▶ [Records for this task]
━━━━━━━━
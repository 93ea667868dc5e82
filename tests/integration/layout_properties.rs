//! Universal properties of the column layout engine

use conduit_grid::{compute_layout, compute_metrics, GridLayoutConfig};
use proptest::prelude::*;

use super::common::fixtures::{keys, Key};

fn config_strategy() -> impl Strategy<Value = GridLayoutConfig> {
    (1u16..80, 1u16..120, 1usize..8)
        .prop_map(|(min, preferred, max)| GridLayoutConfig::new(min, preferred, max))
}

fn flatten_by_index(items: &[Key], width: u16, config: &GridLayoutConfig) -> Vec<String> {
    let layout = compute_layout(items, width, config);
    let mut placed: Vec<(usize, String)> = Vec::new();
    for (column, group) in layout.column_groups.iter().enumerate() {
        for (row, item) in group.iter().enumerate() {
            placed.push((layout.original_index(column, row), item.0.clone()));
        }
    }
    placed.sort();
    placed.into_iter().map(|(_, key)| key).collect()
}

proptest! {
    #[test]
    fn test_partition_is_complete_and_ordered(
        n in 0usize..40,
        width in 0u16..400,
        config in config_strategy(),
    ) {
        let items = keys(n);
        let layout = compute_layout(&items, width, &config);

        prop_assert_eq!(layout.column_groups.len(), layout.columns);
        prop_assert_eq!(layout.item_count(), n);

        let expected: Vec<String> = items.iter().map(|k| k.0.clone()).collect();
        prop_assert_eq!(flatten_by_index(&items, width, &config), expected);

        // Relative order inside each column follows the input order
        for group in &layout.column_groups {
            let positions: Vec<usize> = group
                .iter()
                .map(|item| items.iter().position(|k| k == *item).unwrap())
                .collect();
            prop_assert!(positions.windows(2).all(|w| w[0] < w[1]));
        }
    }

    #[test]
    fn test_column_groups_differ_by_at_most_one(
        n in 0usize..40,
        width in 0u16..400,
        config in config_strategy(),
    ) {
        let items = keys(n);
        let layout = compute_layout(&items, width, &config);

        let lengths: Vec<usize> = layout.column_groups.iter().map(Vec::len).collect();
        let longest = lengths.iter().copied().max().unwrap_or(0);
        let shortest = lengths.iter().copied().min().unwrap_or(0);
        prop_assert!(longest - shortest <= 1, "group lengths {:?}", lengths);

        // Earlier columns take the remainder
        prop_assert!(lengths.windows(2).all(|w| w[0] >= w[1]));
    }

    #[test]
    fn test_layout_is_deterministic(
        n in 0usize..40,
        width in 0u16..400,
        config in config_strategy(),
    ) {
        let items = keys(n);
        let first = compute_layout(&items, width, &config);
        let second = compute_layout(&items, width, &config);
        prop_assert_eq!(first, second);
    }

    #[test]
    fn test_column_width_never_below_floor(
        n in 0usize..40,
        width in 0u16..400,
        config in config_strategy(),
    ) {
        let metrics = compute_metrics(n, width, &config);
        prop_assert!(metrics.columns >= 1);
        prop_assert!(metrics.columns <= config.max_columns);
        prop_assert!(metrics.column_width >= config.min_column_width);
    }

    #[test]
    fn test_single_item_is_single_column(
        width in 0u16..400,
        config in config_strategy(),
    ) {
        let items = keys(1);
        let layout = compute_layout(&items, width, &config);
        prop_assert_eq!(layout.columns, 1);
        prop_assert_eq!(layout.column_groups.len(), 1);
        prop_assert_eq!(layout.column_groups[0].len(), 1);
    }

    #[test]
    fn test_columns_grow_monotonically_with_width(
        n in 1usize..40,
        width in 1u16..399,
        extra in 1u16..100,
        config in config_strategy(),
    ) {
        let narrow = compute_metrics(n, width, &config);
        let wide = compute_metrics(n, width.saturating_add(extra), &config);
        prop_assert!(wide.columns >= narrow.columns);
    }

    #[test]
    fn test_single_column_until_two_floors_fit(
        n in 2usize..40,
        min in 1u16..80,
        offset in 0u16..80,
    ) {
        let config = GridLayoutConfig::new(min, min, 4);
        let width = min + offset % min;
        prop_assert_eq!(compute_metrics(n, width, &config).columns, 1);
        prop_assert_eq!(compute_metrics(n, 2 * min, &config).columns, 2);
    }
}

#[test]
fn test_worked_example_five_items() {
    let items = keys(5);
    let config = GridLayoutConfig::new(20, 30, 5);
    let layout = compute_layout(&items, 100, &config);

    assert_eq!(layout.columns, 5);
    assert_eq!(layout.column_width, 20);
    for (i, group) in layout.column_groups.iter().enumerate() {
        assert_eq!(group.len(), 1);
        assert_eq!(group[0].0, format!("item-{}", i));
    }
    assert!(layout.is_compact());
}

#[test]
fn test_single_column_group_is_the_input() {
    let items = keys(3);
    let layout = compute_layout(&items, 30, &GridLayoutConfig::default());
    assert_eq!(layout.columns, 1);
    let group: Vec<&Key> = items.iter().collect();
    assert_eq!(layout.column_groups, vec![group]);
}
━━━━━━━━
▶ [Prompt]
Output exactly the lines of the records from the first through the one bearing "use proptest::prelude::*;", both ends included.

▶ [Task solution]
repository 93ea667868dc5e82
filename tests/integration/layout_properties.rs
//! Universal properties of the column layout engine

use conduit_grid::{compute_layout, compute_metrics, GridLayoutConfig};
use proptest::prelude::*;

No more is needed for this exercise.